Thanks for the help, guys. I half-way worked it out.
Now, here's the new deal. I have my abstract class, NameableObject, implementing Comparable<NameableObject>. In this class, I have a String variable named 'name', and an updated equals() method that checks to see whether both NameableObjects have the same class, name, and hashcode. Now, here's the problem...
My compareTo(NameableObject o) method should, according to the javadocs, be consistent with equals(), such that (x.compareTo(y)==0) == (x.equals(y)). Now, this doesn't work for me because if I have two different classes that extends NameableObject with the same text in it's 'name' variable, they are not 'supposed' to be equal.
For example... I have a class named Developer and a class named Publisher. Both extend NameableObject. My overridden equals() method in the NameableObject class works since it detects that the classes are different (It returns false). When I
test my compareTo(NameableObject) method, I will get a return value of 0 when both 'name' variables are the same, but that is inconsistent with equals since they are of different types.

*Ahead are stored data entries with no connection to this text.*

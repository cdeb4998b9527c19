//! Leading `---` fenced metadata.
//!
//! Extraction is pure: it returns the parsed [`Meta`] and the remaining lines
//! without touching the input. The metadata format itself is delegated to a
//! [`MetaParser`]; [`YamlMeta`] is the stock one.

use std::collections::BTreeMap;

use serde::{Deserialize, Serialize};

use crate::{error::BoxError, parsing::lines::is_blank};

pub const FENCE: &str = "---";

/// A front matter value.
#[derive(Debug, Clone, PartialEq, Serialize, Deserialize)]
#[serde(untagged)]
pub enum MetaValue {
    Null,
    Bool(bool),
    Int(i64),
    Float(f64),
    String(String),
    List(Vec<MetaValue>),
    Map(BTreeMap<String, MetaValue>),
}

impl MetaValue {
    pub fn as_str(&self) -> Option<&str> {
        match self {
            MetaValue::String(s) => Some(s),
            _ => None,
        }
    }

    pub fn as_bool(&self) -> Option<bool> {
        match self {
            MetaValue::Bool(b) => Some(*b),
            _ => None,
        }
    }
}

pub type Meta = BTreeMap<String, MetaValue>;

/// Parses the text between the front matter fences.
pub trait MetaParser {
    fn parse(&self, text: &str) -> Result<Meta, BoxError>;
}

/// YAML front matter via `serde_yaml`.
#[derive(Debug, Clone, Copy, Default)]
pub struct YamlMeta;

impl MetaParser for YamlMeta {
    fn parse(&self, text: &str) -> Result<Meta, BoxError> {
        if text.trim().is_empty() {
            return Ok(Meta::new());
        }
        let meta: Option<Meta> = serde_yaml::from_str(text)?;
        Ok(meta.unwrap_or_default())
    }
}

fn is_fence(line: &str) -> bool {
    line.trim_end_matches('\r') == FENCE
}

/// Splits front matter off `lines`.
///
/// Without an opening fence the meta is empty and every line is returned.
/// An opening fence that is never closed is not front matter either.
pub fn extract_front_matter<'a>(
    lines: &'a [String],
    parser: &dyn MetaParser,
) -> Result<(Meta, &'a [String]), BoxError> {
    let Some(open) = lines.iter().position(|line| !is_blank(line)) else {
        return Ok((Meta::new(), lines));
    };
    if !is_fence(&lines[open]) {
        return Ok((Meta::new(), lines));
    }

    let body = &lines[open + 1..];
    let Some(close) = body.iter().position(|line| is_fence(line)) else {
        log::warn!("front matter fence opened but never closed; treating it as content");
        return Ok((Meta::new(), lines));
    };

    let meta = parser.parse(&body[..close].join("\n"))?;
    Ok((meta, &body[close + 1..]))
}

#[cfg(test)]
mod tests {
    use super::*;
    use crate::parsing::lines::split_lines;
    use pretty_assertions::assert_eq;

    #[test]
    fn no_front_matter() {
        let lines = split_lines("# Title\nbody");
        let (meta, rest) = extract_front_matter(&lines, &YamlMeta).unwrap();
        assert!(meta.is_empty());
        assert_eq!(rest, &lines[..]);
    }

    #[test]
    fn parses_yaml_between_fences() {
        let lines = split_lines("---\ntitle: x\ndraft: true\n---\nbody");
        let (meta, rest) = extract_front_matter(&lines, &YamlMeta).unwrap();
        assert_eq!(meta["title"], MetaValue::String("x".into()));
        assert_eq!(meta["draft"].as_bool(), Some(true));
        assert_eq!(rest, &["body".to_string()][..]);
    }

    #[test]
    fn leading_blank_lines_are_skipped() {
        let lines = split_lines("\n\n---\ncount: 3\n---\n");
        let (meta, rest) = extract_front_matter(&lines, &YamlMeta).unwrap();
        assert_eq!(meta["count"], MetaValue::Int(3));
        assert!(rest.is_empty());
    }

    #[test]
    fn unclosed_fence_is_not_front_matter() {
        let lines = split_lines("---\ntitle: x\nbody");
        let (meta, rest) = extract_front_matter(&lines, &YamlMeta).unwrap();
        assert!(meta.is_empty());
        assert_eq!(rest.len(), 3);
    }

    #[test]
    fn crlf_fences() {
        let lines = vec!["---\r".to_string(), "a: 1".into(), "---\r".into()];
        let (meta, _) = extract_front_matter(&lines, &YamlMeta).unwrap();
        assert_eq!(meta["a"], MetaValue::Int(1));
    }

    #[test]
    fn empty_front_matter() {
        let lines = split_lines("---\n\n---\ntext");
        let (meta, rest) = extract_front_matter(&lines, &YamlMeta).unwrap();
        assert!(meta.is_empty());
        assert_eq!(rest.len(), 1);
    }

    #[test]
    fn nested_values() {
        let lines = split_lines("---\ntags: [a, b]\nauthor:\n  name: Ann\n---");
        let (meta, _) = extract_front_matter(&lines, &YamlMeta).unwrap();
        assert_eq!(
            meta["tags"],
            MetaValue::List(vec![
                MetaValue::String("a".into()),
                MetaValue::String("b".into())
            ])
        );
        let MetaValue::Map(author) = &meta["author"] else {
            panic!("expected map")
        };
        assert_eq!(author["name"].as_str(), Some("Ann"));
    }

    #[test]
    fn malformed_yaml_is_an_error() {
        let lines = split_lines("---\ntitle: [unclosed\n---\nbody");
        assert!(extract_front_matter(&lines, &YamlMeta).is_err());
    }

    #[test]
    fn non_mapping_yaml_is_an_error() {
        let lines = split_lines("---\n- a\n- b\n---");
        assert!(extract_front_matter(&lines, &YamlMeta).is_err());
    }
}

I guess what I'm really asking is if there is a way to have my compareTo() method consistent with equals() in this case. I would love to have my compareTo() method only compare with the parameter type for each class that uses it without generics, so i can find errors at compile time, but since the compareTo method is in the superclass with a NameableObject parameter in it already, Java will not let me implement another Comparable interface. The point is to have my NameableObject's compareTo() method good to go in terms of inheritance for all who extend it, but easier said than done!